* Exercise
Retype the records in full, keeping each character as it is.

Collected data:
use std::fs::{self, File};
use std::path::{Path, PathBuf};

use chrono::{DateTime, Utc};
use derive_more::{Display, From};
use log::info;
use serde::{Deserialize, Serialize};
use uuid::Uuid;

use crate::baseline::{per_unit, BaselineKpis};
use crate::models::lp::SolveStatus;
use crate::optimizer::FlowConfig;
use crate::problem::{Cost, Quantity};

/// The kind of node at either end of a flow
#[derive(Debug, Display, Clone, Copy, PartialEq, Eq, Hash, Serialize, Deserialize)]
#[serde(rename_all = "lowercase")]
pub enum NodeKind {
    #[display(fmt = "supplier")]
    Supplier,
    #[display(fmt = "factory")]
    Factory,
    #[display(fmt = "region")]
    Region,
}

/// The amount moved along an edge. Material is measured in tons and product in units, and the two
/// are never comparable.
#[derive(Debug, Display, Clone, Copy, PartialEq)]
pub enum FlowQuantity {
    #[display(fmt = "{} t", _0)]
    Tons(Quantity),
    #[display(fmt = "{} units", _0)]
    Units(Quantity),
}

impl FlowQuantity {
    pub fn tons(&self) -> Option<Quantity> {
        match self {
            FlowQuantity::Tons(tons) => Some(*tons),
            FlowQuantity::Units(_) => None,
        }
    }

    pub fn units(&self) -> Option<Quantity> {
        match self {
            FlowQuantity::Tons(_) => None,
            FlowQuantity::Units(units) => Some(*units),
        }
    }
}

/// A non-zero flow along one edge of the network
#[derive(Debug, Clone, PartialEq)]
pub struct FlowRecord {
    pub from_kind: NodeKind,
    pub from_id: String,
    pub to_kind: NodeKind,
    pub to_id: String,
    pub quantity: FlowQuantity,
}

/// One row of the flow table
#[derive(Debug, Clone, PartialEq, Serialize, Deserialize)]
pub struct FlowRow {
    pub from_type: NodeKind,
    pub from_id: String,
    pub to_type: NodeKind,
    pub to_id: String,
    pub flow_tons: Option<Quantity>,
    pub flow_units: Option<Quantity>,
}

impl From<&FlowRecord> for FlowRow {
    fn from(record: &FlowRecord) -> Self {
        FlowRow {
            from_type: record.from_kind,
            from_id: record.from_id.clone(),
            to_type: record.to_kind,
            to_id: record.to_id.clone(),
            flow_tons: record.quantity.tons(),
            flow_units: record.quantity.units(),
        }
    }
}

#[derive(Debug, Display, From)]
pub enum OutputError {
    #[display(fmt = "failed to write results: {}", _0)]
    Io(std::io::Error),
    #[display(fmt = "failed to write the flow table: {}", _0)]
    Csv(csv::Error),
    #[display(fmt = "failed to write run metadata: {}", _0)]
    Json(serde_json::Error),
}

impl std::error::Error for OutputError {}

/// The outcome of a single optimization run.
///
/// The flows and totals of a run that is not optimal are unreliable, and it must not be used
/// as a plan.
#[derive(Debug, Clone, Serialize)]
pub struct OptimizationRun {
    pub run_id: Uuid,
    pub completed_at: DateTime<Utc>,
    pub status: SolveStatus,
    #[serde(skip)]
    pub flows: Vec<FlowRecord>,
    /// Emissions of the extracted flows, in kg CO2
    pub total_co2_kg: f64,
    /// Cost of the extracted flows
    pub total_cost_usd: Cost,
    /// The cost ceiling the flows were optimized under
    pub budget_usd: Cost,
    pub baseline: BaselineKpis,
    pub config: FlowConfig,
}

/// Run level figures written next to the flow table
#[derive(Debug, Serialize)]
struct Metadata<'a> {
    #[serde(flatten)]
    run: &'a OptimizationRun,
    num_flows: usize,
    total_units_delivered: Quantity,
    avg_co2_per_unit_kg: Option<f64>,
    co2_change_vs_baseline_kg: f64,
    cost_change_vs_baseline_usd: Cost,
    co2_reduction_pct: Option<f64>,
}

impl OptimizationRun {
    pub fn is_optimal(&self) -> bool {
        self.status.is_optimal()
    }

    fn sum(&self, filter: impl Fn(&FlowRecord) -> Option<Quantity>) -> Quantity {
        self.flows.iter().filter_map(filter).sum()
    }

    /// Tons shipped out of supplier `id`
    pub fn material_out_of(&self, id: &str) -> Quantity {
        self.sum(|f| (f.from_id == id).then(|| f.quantity.tons()).flatten())
    }

    /// Tons received by factory `id`
    pub fn material_into(&self, id: &str) -> Quantity {
        self.sum(|f| (f.to_id == id).then(|| f.quantity.tons()).flatten())
    }

    /// Units shipped out of factory `id`
    pub fn units_out_of(&self, id: &str) -> Quantity {
        self.sum(|f| (f.from_id == id).then(|| f.quantity.units()).flatten())
    }

    /// Units received by region `id`
    pub fn units_into(&self, id: &str) -> Quantity {
        self.sum(|f| (f.to_id == id).then(|| f.quantity.units()).flatten())
    }

    /// Units delivered to all regions
    pub fn total_units_delivered(&self) -> Quantity {
        self.sum(|f| f.quantity.units())
    }

    /// `None` when nothing is delivered
    pub fn avg_co2_per_unit_kg(&self) -> Option<f64> {
        per_unit(self.total_co2_kg, self.total_units_delivered())
    }

    /// Emissions relative to the baseline, negative when the run emits less
    pub fn co2_change_vs_baseline_kg(&self) -> f64 {
        self.total_co2_kg - self.baseline.baseline_total_co2_kg
    }

    pub fn cost_change_vs_baseline_usd(&self) -> Cost {
        self.total_cost_usd - self.baseline.baseline_total_cost_usd
    }

    /// Percentage of the baseline emissions saved, `None` if the baseline emits nothing
    pub fn co2_reduction_pct(&self) -> Option<f64> {
        let baseline = self.baseline.baseline_total_co2_kg;
        match baseline > 0.0 {
            true => Some(100.0 * (baseline - self.total_co2_kg) / baseline),
            false => None,
        }
    }

    /// The rows of the flow table, in the order of the flows
    pub fn rows(&self) -> Vec<FlowRow> {
        self.flows.iter().map(FlowRow::from).collect()
    }

    /// Writes the flow table to `path` as CSV and the run level figures to the
    /// sidecar file returned by [`metadata_path`].
    pub fn write(&self, path: &Path) -> Result<(), OutputError> {
        if let Some(parent) = path.parent() {
            if !parent.as_os_str().is_empty() {
                fs::create_dir_all(parent)?;
            }
        }

        let mut writer = csv::Writer::from_path(path)?;
        for row in self.rows() {
            writer.serialize(row)?;
        }
        writer.flush()?;

        let metadata = Metadata {
            run: self,
            num_flows: self.flows.len(),
            total_units_delivered: self.total_units_delivered(),
            avg_co2_per_unit_kg: self.avg_co2_per_unit_kg(),
            co2_change_vs_baseline_kg: self.co2_change_vs_baseline_kg(),
            cost_change_vs_baseline_usd: self.cost_change_vs_baseline_usd(),
            co2_reduction_pct: self.co2_reduction_pct(),
        };
        let meta_path = metadata_path(path);
        serde_json::to_writer_pretty(File::create(&meta_path)?, &metadata)?;

        info!(
            "Wrote {} flows to {} and run metadata to {}",
            self.flows.len(),
            path.display(),
            meta_path.display()
        );
        Ok(())
    }
}

/// `<dir>/<stem>.meta.json` for a flow table at `<dir>/<stem>.csv`
pub fn metadata_path(path: &Path) -> PathBuf {
    let stem = path
        .file_stem()
        .map(|s| s.to_string_lossy().into_owned())
        .unwrap_or_else(|| "results".to_string());
    path.with_file_name(format!("{}.meta.json", stem))
}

* Your response
use std::fs::{self, File};
use std::path::{Path, PathBuf};

use chrono::{DateTime, Utc};
use derive_more::{Display, From};
use log::info;
use serde::{Deserialize, Serialize};
use uuid::Uuid;

use crate::baseline::{per_unit, BaselineKpis};
use crate::models::lp::SolveStatus;
use crate::optimizer::FlowConfig;
use crate::problem::{Cost, Quantity};

/// The kind of node at either end of a flow
#[derive(Debug, Display, Clone, Copy, PartialEq, Eq, Hash, Serialize, Deserialize)]
#[serde(rename_all = "lowercase")]
pub enum NodeKind {
    #[display(fmt = "supplier")]
    Supplier,
    #[display(fmt = "factory")]
    Factory,
    #[display(fmt = "region")]
    Region,
}

/// The amount moved along an edge. Material is measured in tons and product in units, and the two
/// are never comparable.
#[derive(Debug, Display, Clone, Copy, PartialEq)]
pub enum FlowQuantity {
    #[display(fmt = "{} t", _0)]
    Tons(Quantity),
    #[display(fmt = "{} units", _0)]
    Units(Quantity),
}

impl FlowQuantity {
    pub fn tons(&self) -> Option<Quantity> {
        match self {
            FlowQuantity::Tons(tons) => Some(*tons),
            FlowQuantity::Units(_) => None,
        }
    }

    pub fn units(&self) -> Option<Quantity> {
        match self {
            FlowQuantity::Tons(_) => None,
            FlowQuantity::Units(units) => Some(*units),
        }
    }
}

/// A non-zero flow along one edge of the network
#[derive(Debug, Clone, PartialEq)]
pub struct FlowRecord {
    pub from_kind: NodeKind,
    pub from_id: String,
    pub to_kind: NodeKind,
    pub to_id: String,
    pub quantity: FlowQuantity,
}

/// One row of the flow table
#[derive(Debug, Clone, PartialEq, Serialize, Deserialize)]
pub struct FlowRow {
    pub from_type: NodeKind,
    pub from_id: String,
    pub to_type: NodeKind,
    pub to_id: String,
    pub flow_tons: Option<Quantity>,
    pub flow_units: Option<Quantity>,
}

impl From<&FlowRecord> for FlowRow {
    fn from(record: &FlowRecord) -> Self {
        FlowRow {
            from_type: record.from_kind,
            from_id: record.from_id.clone(),
            to_type: record.to_kind,
            to_id: record.to_id.clone(),
            flow_tons: record.quantity.tons(),
            flow_units: record.quantity.units(),
        }
    }
}

#[derive(Debug, Display, From)]
pub enum OutputError {
    #[display(fmt = "failed to write results: {}", _0)]
    Io(std::io::Error),
    #[display(fmt = "failed to write the flow table: {}", _0)]
    Csv(csv::Error),
    #[display(fmt = "failed to write run metadata: {}", _0)]
    Json(serde_json::Error),
}

impl std::error::Error for OutputError {}

/// The outcome of a single optimization run.
///
/// The flows and totals of a run that is not optimal are unreliable, and it must not be used
/// as a plan.
#[derive(Debug, Clone, Serialize)]
pub struct OptimizationRun {
    pub run_id: Uuid,
    pub completed_at: DateTime<Utc>,
    pub status: SolveStatus,
    #[serde(skip)]
    pub flows: Vec<FlowRecord>,
    /// Emissions of the extracted flows, in kg CO2
    pub total_co2_kg: f64,
    /// Cost of the extracted flows
    pub total_cost_usd: Cost,
    /// The cost ceiling the flows were optimized under
    pub budget_usd: Cost,
    pub baseline: BaselineKpis,
    pub config: FlowConfig,
}

/// Run level figures written next to the flow table
#[derive(Debug, Serialize)]
struct Metadata<'a> {
    #[serde(flatten)]
    run: &'a OptimizationRun,
    num_flows: usize,
    total_units_delivered: Quantity,
    avg_co2_per_unit_kg: Option<f64>,
    co2_change_vs_baseline_kg: f64,
    cost_change_vs_baseline_usd: Cost,
    co2_reduction_pct: Option<f64>,
}

impl OptimizationRun {
    pub fn is_optimal(&self) -> bool {
        self.status.is_optimal()
    }

    fn sum(&self, filter: impl Fn(&FlowRecord) -> Option<Quantity>) -> Quantity {
        self.flows.iter().filter_map(filter).sum()
    }

    /// Tons shipped out of supplier `id`
    pub fn material_out_of(&self, id: &str) -> Quantity {
        self.sum(|f| (f.from_id == id).then(|| f.quantity.tons()).flatten())
    }

    /// Tons received by factory `id`
    pub fn material_into(&self, id: &str) -> Quantity {
        self.sum(|f| (f.to_id == id).then(|| f.quantity.tons()).flatten())
    }

    /// Units shipped out of factory `id`
    pub fn units_out_of(&self, id: &str) -> Quantity {
        self.sum(|f| (f.from_id == id).then(|| f.quantity.units()).flatten())
    }

    /// Units received by region `id`
    pub fn units_into(&self, id: &str) -> Quantity {
        self.sum(|f| (f.to_id == id).then(|| f.quantity.units()).flatten())
    }

    /// Units delivered to all regions
    pub fn total_units_delivered(&self) -> Quantity {
        self.sum(|f| f.quantity.units())
    }

    /// `None` when nothing is delivered
    pub fn avg_co2_per_unit_kg(&self) -> Option<f64> {
        per_unit(self.total_co2_kg, self.total_units_delivered())
    }

    /// Emissions relative to the baseline, negative when the run emits less
    pub fn co2_change_vs_baseline_kg(&self) -> f64 {
        self.total_co2_kg - self.baseline.baseline_total_co2_kg
    }

    pub fn cost_change_vs_baseline_usd(&self) -> Cost {
        self.total_cost_usd - self.baseline.baseline_total_cost_usd
    }

    /// Percentage of the baseline emissions saved, `None` if the baseline emits nothing
    pub fn co2_reduction_pct(&self) -> Option<f64> {
        let baseline = self.baseline.baseline_total_co2_kg;
        match baseline > 0.0 {
            true => Some(100.0 * (baseline - self.total_co2_kg) / baseline),
            false => None,
        }
    }

    /// The rows of the flow table, in the order of the flows
    pub fn rows(&self) -> Vec<FlowRow> {
        self.flows.iter().map(FlowRow::from).collect()
    }

    /// Writes the flow table to `path` as CSV and the run level figures to the
    /// sidecar file returned by [`metadata_path`].
    pub fn write(&self, path: &Path) -> Result<(), OutputError> {
        if let Some(parent) = path.parent() {
            if !parent.as_os_str().is_empty() {
                fs::create_dir_all(parent)?;
            }
        }

        let mut writer = csv::Writer::from_path(path)?;
        for row in self.rows() {
            writer.serialize(row)?;
        }
        writer.flush()?;

        let metadata = Metadata {
            run: self,
            num_flows: self.flows.len(),
            total_units_delivered: self.total_units_delivered(),
            avg_co2_per_unit_kg: self.avg_co2_per_unit_kg(),
            co2_change_vs_baseline_kg: self.co2_change_vs_baseline_kg(),
            cost_change_vs_baseline_usd: self.cost_change_vs_baseline_usd(),
            co2_reduction_pct: self.co2_reduction_pct(),
        };
        let meta_path = metadata_path(path);
        serde_json::to_writer_pretty(File::create(&meta_path)?, &metadata)?;

        info!(
            "Wrote {} flows to {} and run metadata to {}",
            self.flows.len(),
            path.display(),
            meta_path.display()
        );
        Ok(())
    }
}

/// `<dir>/<stem>.meta.json` for a flow table at `<dir>/<stem>.csv`
pub fn metadata_path(path: &Path) -> PathBuf {
    let stem = path
        .file_stem()
        .map(|s| s.to_string_lossy().into_owned())
        .unwrap_or_else(|| "results".to_string());
    path.with_file_name(format!("{}.meta.json", stem))
}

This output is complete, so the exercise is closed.